3 Server information
This section lists information about the various servers and how to assess their status + suitability for work.
3.1 Server attributes
The following table lists attributes of the servers as of March 23, 2023.
type | name | ip | cores | threads | max clock | memory | capacity |
---|---|---|---|---|---|---|---|
Work | tiamat | 10.174.192.10 | 24 | 48 | 3.2 GHz | 512 GB | 1.8 TB |
Work | mithra | 10.174.192.11 | 20 | 40 | 4.5 GHz | 384 GB | 1.9 TB |
Work | dagda | 10.174.192.12 | 16 | 16 | 2.8 GHz | 128 GB | 220 GB |
Work | shiva | 10.174.192.14 | 24 | 48 | 3.2 GHz | 512 GB | 1.8 TB |
Storage | gate | 10.174.192.20 | unk. | unk. | unk. | unk. | 32 TB |
Storage | qnap | 10.174.192.21 | 4 | 4 | 2.4 MHz | 2 GB | 29 TB |
Storage | qnap2 | 10.174.192.22 | unk. | unk. | unk. | unk. | 44 TB |
Storage | qnap3 | 10.174.192.23 | 4 | 4 | 1.7 GHz | 2 GB | 87 TB |
Storage | qnap4 | 10.174.192.24 | 4 | 4 | 1.7 GHz | 4 GB | 2.7 TB |
Notes:
capacity
for computational machines refers to that of the home directory; for storage machines, it refers to the total size of the hard drive pool.- To assess CPUs:
sudo dmidecode -t processor
- To assess memory:
sudo dmidecode -t memory
- To assess disk:
df -h
3.2 Server resource monitor
Munin is available on the servers for resource monitoring purposes. This can be used, for example, to:
- Determine what machines are available for running jobs;
- Help debug the causes of crashes and freezes; and
- Know ahead-of-time what potential problems may cause a machine to crash before it does.

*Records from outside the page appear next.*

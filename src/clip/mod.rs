pub mod planner;
pub mod range;

pub use planner::{plan, plan_range};
pub use range::{format_hms, parse_range, parse_time};

use std::path::PathBuf;

/// A contiguous interval of the source to extract as one clip.
#[derive(Debug, Clone, Copy, PartialEq, Eq)]
pub struct Window {
    /// 1-based position in the run.
    pub index: usize,
    pub start_seconds: u64,
    pub end_seconds: u64,
}

impl Window {
    /// Get the length of this window in seconds.
    pub fn length(&self) -> u64 {
        self.end_seconds.saturating_sub(self.start_seconds)
    }

    /// Section selector understood by yt-dlp, e.g. `*00:01:23-00:02:00`.
    pub fn section(&self) -> String {
        format!(
            "*{}-{}",
            format_hms(self.start_seconds),
            format_hms(self.end_seconds)
        )
    }
}

/// A file produced for one window, owned by the run that created it.
#[derive(Debug, Clone)]
pub struct Artifact {
    pub local_path: PathBuf,
    pub size_bytes: u64,
    pub window_index: usize,
}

Munin is hosted on the dagda
machine due to its low utilization compared to the other machines. To access Munin, navigate to 10.174.192.12:8080/munin/ in your browser. You will be greeted with the following screen:
On the left-hand side of the main page is the navigation pane. From here, you can navigate to dashboards that summarize various properties of the machines. At the top left are some quick links to the most useful dashboards. Underneath that, another section of interest is the problems section, which will list any notices regarding the health of the machines.
On the right-hand side is the page content. Normally, various graphs will appear here. On the main page, there are instead some links to machine-specific dashboards, with any problems highlighted in red or yellow.
The following sections will dive into specific Munin dashboards.
3.2.1 Load average
The load average refers to the current average utilization of processing power. A load of 0% means that the machine is idle, while a load of 100% means that the machine is fully being used.
The load average can go above 100% - this means that processes are requesting more power than the machine can provide and the kernel is trying to distribute work fairly among processes. This means that, as a simplified example, if there are two programs competing for all of the available threads, then the kernel may decide to pause one program, work on the other, pause that, return to the first program, and repeat until more resources become available.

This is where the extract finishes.